*** Begin section ***
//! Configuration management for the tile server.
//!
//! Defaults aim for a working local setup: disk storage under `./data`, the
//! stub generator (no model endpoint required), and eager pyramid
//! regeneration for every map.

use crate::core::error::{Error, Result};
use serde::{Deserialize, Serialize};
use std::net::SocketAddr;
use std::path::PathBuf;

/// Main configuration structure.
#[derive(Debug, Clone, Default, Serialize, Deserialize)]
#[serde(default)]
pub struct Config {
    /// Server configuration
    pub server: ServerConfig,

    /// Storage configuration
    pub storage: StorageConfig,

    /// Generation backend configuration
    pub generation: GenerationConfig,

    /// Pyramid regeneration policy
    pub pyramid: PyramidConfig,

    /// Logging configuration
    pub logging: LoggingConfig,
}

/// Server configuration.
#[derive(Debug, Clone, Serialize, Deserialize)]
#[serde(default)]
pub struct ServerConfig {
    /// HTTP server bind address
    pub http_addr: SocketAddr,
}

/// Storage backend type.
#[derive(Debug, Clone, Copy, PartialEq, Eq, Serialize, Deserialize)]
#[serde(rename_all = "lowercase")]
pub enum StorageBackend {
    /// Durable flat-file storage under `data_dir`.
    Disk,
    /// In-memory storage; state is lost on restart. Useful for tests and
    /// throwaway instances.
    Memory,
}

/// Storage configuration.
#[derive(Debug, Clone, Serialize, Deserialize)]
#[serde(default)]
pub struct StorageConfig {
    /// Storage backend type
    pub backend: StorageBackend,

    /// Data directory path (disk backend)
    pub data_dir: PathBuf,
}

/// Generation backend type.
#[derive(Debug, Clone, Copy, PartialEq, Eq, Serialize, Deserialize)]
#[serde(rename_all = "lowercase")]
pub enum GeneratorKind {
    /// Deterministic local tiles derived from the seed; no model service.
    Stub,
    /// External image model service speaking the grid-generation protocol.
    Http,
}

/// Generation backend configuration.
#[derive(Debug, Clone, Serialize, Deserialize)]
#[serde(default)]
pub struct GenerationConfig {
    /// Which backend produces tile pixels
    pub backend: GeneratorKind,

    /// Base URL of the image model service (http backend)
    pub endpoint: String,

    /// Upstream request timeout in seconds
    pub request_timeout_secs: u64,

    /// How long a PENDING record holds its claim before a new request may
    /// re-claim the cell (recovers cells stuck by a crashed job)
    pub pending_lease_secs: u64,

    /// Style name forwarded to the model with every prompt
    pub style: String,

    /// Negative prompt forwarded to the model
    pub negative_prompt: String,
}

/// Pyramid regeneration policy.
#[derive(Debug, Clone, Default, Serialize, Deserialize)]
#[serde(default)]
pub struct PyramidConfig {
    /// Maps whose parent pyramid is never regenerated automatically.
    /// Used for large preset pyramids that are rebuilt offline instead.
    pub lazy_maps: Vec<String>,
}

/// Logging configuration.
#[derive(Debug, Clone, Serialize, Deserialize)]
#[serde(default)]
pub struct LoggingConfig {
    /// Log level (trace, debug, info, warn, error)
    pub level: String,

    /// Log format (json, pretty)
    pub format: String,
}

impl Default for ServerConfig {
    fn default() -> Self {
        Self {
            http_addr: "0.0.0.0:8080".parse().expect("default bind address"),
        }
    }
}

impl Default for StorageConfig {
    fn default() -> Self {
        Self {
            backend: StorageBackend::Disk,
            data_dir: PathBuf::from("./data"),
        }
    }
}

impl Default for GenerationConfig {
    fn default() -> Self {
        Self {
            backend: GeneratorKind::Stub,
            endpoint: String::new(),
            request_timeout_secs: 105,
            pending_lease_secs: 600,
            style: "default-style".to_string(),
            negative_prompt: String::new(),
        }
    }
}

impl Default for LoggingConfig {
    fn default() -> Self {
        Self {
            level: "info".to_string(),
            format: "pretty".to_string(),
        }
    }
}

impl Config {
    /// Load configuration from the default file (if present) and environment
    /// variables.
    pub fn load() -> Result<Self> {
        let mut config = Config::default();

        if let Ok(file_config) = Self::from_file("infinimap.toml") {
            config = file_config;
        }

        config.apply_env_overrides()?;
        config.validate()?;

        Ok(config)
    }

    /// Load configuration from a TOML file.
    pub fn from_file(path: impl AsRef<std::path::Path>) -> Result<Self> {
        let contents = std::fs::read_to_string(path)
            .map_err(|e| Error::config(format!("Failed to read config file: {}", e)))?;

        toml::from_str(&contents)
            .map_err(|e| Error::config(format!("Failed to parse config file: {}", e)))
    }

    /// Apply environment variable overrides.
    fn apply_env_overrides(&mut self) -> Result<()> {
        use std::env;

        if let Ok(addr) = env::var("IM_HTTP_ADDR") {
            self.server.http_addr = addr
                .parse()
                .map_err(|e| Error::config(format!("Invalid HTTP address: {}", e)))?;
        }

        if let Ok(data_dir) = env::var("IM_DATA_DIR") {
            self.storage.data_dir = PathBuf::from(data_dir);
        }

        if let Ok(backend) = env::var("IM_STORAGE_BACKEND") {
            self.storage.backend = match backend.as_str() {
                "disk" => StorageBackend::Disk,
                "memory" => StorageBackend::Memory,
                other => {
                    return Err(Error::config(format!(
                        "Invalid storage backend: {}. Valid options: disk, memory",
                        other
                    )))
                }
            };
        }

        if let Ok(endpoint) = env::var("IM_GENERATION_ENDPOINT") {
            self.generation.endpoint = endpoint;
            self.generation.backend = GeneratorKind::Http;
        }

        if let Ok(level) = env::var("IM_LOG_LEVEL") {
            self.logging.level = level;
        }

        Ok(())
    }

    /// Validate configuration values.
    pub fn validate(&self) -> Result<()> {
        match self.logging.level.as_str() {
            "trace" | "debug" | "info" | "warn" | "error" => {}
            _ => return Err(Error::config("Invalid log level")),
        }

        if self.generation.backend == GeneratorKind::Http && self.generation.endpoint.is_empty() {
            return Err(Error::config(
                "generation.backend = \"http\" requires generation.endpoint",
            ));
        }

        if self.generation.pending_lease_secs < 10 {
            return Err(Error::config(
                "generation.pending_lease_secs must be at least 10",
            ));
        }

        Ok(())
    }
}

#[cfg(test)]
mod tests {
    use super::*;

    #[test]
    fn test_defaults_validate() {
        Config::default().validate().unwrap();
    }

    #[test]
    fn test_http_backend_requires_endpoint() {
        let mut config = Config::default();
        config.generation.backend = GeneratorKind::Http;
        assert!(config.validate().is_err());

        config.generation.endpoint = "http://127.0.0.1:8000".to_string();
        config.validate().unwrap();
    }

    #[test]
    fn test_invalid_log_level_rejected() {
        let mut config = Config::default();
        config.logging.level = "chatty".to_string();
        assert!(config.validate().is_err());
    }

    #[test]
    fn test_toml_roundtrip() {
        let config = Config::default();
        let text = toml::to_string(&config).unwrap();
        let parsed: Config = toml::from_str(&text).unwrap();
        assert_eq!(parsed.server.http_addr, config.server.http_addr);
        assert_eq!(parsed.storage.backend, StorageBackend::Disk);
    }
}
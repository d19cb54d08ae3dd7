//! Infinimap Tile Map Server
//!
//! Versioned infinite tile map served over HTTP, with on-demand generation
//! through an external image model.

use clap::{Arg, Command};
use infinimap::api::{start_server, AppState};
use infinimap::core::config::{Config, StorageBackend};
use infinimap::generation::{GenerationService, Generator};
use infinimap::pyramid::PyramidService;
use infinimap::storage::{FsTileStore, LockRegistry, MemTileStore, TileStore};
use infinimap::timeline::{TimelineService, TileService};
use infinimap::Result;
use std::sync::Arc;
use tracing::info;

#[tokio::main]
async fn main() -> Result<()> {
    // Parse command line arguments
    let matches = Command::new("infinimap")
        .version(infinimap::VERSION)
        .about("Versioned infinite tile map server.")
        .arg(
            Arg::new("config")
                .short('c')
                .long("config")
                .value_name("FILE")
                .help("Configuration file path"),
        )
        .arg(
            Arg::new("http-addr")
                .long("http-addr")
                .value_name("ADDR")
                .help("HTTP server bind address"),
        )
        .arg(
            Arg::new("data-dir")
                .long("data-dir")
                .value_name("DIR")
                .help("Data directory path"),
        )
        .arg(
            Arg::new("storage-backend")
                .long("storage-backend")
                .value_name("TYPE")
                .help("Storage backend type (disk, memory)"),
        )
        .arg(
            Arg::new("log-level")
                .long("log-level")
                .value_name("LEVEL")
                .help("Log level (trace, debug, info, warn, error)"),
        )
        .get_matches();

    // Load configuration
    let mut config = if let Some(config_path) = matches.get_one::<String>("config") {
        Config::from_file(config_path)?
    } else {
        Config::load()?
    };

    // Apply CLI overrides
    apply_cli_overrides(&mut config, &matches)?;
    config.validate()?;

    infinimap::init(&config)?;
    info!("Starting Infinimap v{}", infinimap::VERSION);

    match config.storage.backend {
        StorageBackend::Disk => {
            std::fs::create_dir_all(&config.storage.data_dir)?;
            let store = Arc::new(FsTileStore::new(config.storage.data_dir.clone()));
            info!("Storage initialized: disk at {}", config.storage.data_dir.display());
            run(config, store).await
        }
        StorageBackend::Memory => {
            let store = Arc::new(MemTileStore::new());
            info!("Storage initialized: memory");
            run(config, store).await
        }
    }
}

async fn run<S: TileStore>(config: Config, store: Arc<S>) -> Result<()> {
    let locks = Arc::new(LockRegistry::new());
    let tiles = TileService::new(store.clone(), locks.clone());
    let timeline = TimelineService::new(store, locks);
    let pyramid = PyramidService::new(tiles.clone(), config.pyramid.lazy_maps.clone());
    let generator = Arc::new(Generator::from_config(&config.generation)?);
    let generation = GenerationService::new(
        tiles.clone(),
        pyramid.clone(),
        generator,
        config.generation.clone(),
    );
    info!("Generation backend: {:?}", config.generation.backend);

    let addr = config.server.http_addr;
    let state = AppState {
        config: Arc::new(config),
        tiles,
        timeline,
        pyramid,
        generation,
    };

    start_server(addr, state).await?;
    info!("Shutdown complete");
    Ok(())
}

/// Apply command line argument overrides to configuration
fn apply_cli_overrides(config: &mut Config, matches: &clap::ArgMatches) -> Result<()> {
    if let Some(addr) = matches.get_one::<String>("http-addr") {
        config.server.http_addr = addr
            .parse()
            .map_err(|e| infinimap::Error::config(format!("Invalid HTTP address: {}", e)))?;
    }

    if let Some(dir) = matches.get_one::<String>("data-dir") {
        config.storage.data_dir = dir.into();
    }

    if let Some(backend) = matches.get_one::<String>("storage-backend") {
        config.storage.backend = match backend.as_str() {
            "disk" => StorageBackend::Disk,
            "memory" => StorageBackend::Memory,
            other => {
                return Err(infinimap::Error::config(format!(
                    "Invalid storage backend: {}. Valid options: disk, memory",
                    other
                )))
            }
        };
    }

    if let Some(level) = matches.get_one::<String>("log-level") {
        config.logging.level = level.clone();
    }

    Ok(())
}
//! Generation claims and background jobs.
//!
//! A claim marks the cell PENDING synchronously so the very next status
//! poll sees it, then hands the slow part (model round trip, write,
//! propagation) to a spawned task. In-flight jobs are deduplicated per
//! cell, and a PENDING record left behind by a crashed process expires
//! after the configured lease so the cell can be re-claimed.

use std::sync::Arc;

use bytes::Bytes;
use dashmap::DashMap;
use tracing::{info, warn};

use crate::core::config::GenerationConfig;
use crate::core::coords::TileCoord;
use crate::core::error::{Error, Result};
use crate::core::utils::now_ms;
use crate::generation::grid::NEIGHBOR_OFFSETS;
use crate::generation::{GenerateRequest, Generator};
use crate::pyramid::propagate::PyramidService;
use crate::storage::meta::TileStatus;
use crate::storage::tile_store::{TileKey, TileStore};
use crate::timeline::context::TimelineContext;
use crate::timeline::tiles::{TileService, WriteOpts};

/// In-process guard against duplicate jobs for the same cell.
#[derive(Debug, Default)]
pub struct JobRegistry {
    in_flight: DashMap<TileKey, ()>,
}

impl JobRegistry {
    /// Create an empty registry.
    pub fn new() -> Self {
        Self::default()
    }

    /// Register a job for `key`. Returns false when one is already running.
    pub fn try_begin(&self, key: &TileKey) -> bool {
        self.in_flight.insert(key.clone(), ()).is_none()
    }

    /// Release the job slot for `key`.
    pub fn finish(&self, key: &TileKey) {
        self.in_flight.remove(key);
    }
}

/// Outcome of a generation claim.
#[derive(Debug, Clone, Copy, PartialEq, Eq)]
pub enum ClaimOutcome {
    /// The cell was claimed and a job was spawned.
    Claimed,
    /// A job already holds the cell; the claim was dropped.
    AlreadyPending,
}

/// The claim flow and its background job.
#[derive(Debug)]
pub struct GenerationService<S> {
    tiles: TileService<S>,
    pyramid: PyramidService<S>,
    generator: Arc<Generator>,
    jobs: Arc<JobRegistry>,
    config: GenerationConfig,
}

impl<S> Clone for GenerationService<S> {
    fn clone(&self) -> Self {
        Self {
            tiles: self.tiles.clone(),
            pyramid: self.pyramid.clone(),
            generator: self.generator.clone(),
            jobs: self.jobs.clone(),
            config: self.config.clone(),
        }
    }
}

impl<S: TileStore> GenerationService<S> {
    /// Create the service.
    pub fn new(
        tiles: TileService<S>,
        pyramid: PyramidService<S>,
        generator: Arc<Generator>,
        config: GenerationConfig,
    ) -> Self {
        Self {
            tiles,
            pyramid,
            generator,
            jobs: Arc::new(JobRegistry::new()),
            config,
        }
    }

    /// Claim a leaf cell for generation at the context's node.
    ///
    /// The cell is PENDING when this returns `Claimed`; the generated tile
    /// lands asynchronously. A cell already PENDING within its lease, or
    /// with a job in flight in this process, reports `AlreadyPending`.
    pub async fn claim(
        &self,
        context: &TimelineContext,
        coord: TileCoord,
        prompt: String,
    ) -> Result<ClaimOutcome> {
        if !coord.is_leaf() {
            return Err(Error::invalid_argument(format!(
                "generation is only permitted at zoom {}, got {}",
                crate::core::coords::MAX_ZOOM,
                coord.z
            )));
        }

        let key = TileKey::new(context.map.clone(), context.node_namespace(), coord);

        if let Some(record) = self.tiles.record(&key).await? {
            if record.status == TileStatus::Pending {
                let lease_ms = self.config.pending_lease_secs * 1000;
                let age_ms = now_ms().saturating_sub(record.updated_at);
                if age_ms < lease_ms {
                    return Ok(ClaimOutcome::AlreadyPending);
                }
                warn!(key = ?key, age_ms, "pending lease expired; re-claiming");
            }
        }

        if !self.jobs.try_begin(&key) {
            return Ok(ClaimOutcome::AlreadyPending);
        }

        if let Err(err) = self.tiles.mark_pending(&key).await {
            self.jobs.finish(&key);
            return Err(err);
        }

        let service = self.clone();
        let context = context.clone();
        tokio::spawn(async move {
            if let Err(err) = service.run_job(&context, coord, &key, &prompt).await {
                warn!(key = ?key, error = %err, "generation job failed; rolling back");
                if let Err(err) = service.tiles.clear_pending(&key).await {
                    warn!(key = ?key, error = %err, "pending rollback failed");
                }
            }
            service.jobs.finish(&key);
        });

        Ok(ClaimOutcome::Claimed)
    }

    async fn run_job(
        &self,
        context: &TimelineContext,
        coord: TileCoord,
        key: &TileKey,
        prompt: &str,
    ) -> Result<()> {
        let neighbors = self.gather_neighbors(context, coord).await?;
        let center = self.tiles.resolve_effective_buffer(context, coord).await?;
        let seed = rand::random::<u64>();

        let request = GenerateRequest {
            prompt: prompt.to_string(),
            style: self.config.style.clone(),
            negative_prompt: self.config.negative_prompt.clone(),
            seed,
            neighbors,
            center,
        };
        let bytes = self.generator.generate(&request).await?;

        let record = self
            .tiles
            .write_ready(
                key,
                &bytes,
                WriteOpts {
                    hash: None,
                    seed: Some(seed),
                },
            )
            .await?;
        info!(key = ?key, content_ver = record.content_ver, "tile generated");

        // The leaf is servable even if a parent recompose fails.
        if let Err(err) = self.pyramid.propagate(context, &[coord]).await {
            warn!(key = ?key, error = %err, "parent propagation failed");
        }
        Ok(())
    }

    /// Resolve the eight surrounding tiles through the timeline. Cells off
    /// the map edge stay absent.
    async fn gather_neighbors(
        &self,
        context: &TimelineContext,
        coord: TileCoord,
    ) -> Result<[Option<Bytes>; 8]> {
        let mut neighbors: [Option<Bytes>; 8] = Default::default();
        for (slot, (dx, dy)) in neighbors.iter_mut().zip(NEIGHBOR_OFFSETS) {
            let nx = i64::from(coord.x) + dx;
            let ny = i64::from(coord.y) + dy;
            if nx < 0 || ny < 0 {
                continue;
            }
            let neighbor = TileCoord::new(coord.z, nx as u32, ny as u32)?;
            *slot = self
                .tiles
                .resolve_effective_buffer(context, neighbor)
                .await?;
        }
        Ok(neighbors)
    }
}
*** End section ***
§ THE PROBLEM
Please copy each line from the material above in which the string "tracing" appears.

§ SOLUTION
use tracing::info;
use tracing::{info, warn};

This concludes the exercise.